__PROBLEM TO WORK ON__: Among the entries below, count the lines holding the string "else". Respond with the number alone.

__PROVIDED DATA__:

use super::checks::{check_redis, check_store};
use super::*;

pub async fn health_handler(State(state): State<AppState>) -> (StatusCode, Json<HealthResponse>) {
    let store = check_store(state.postgres_pool.clone()).await;
    let redis = check_redis(state.redis_client.clone()).await;

    let ready = is_healthy(store.status) && redis.status != "error";
    let status = if ready { "ok" } else { "degraded" };
    let http_status = if ready {
        StatusCode::OK
    } else {
        StatusCode::SERVICE_UNAVAILABLE
    };

    (
        http_status,
        Json(HealthResponse {
            status,
            ready,
            store,
            redis,
        }),
    )
}

fn is_healthy(status: &str) -> bool {
    status == "ok"
}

__ANSWER BELOW__: 2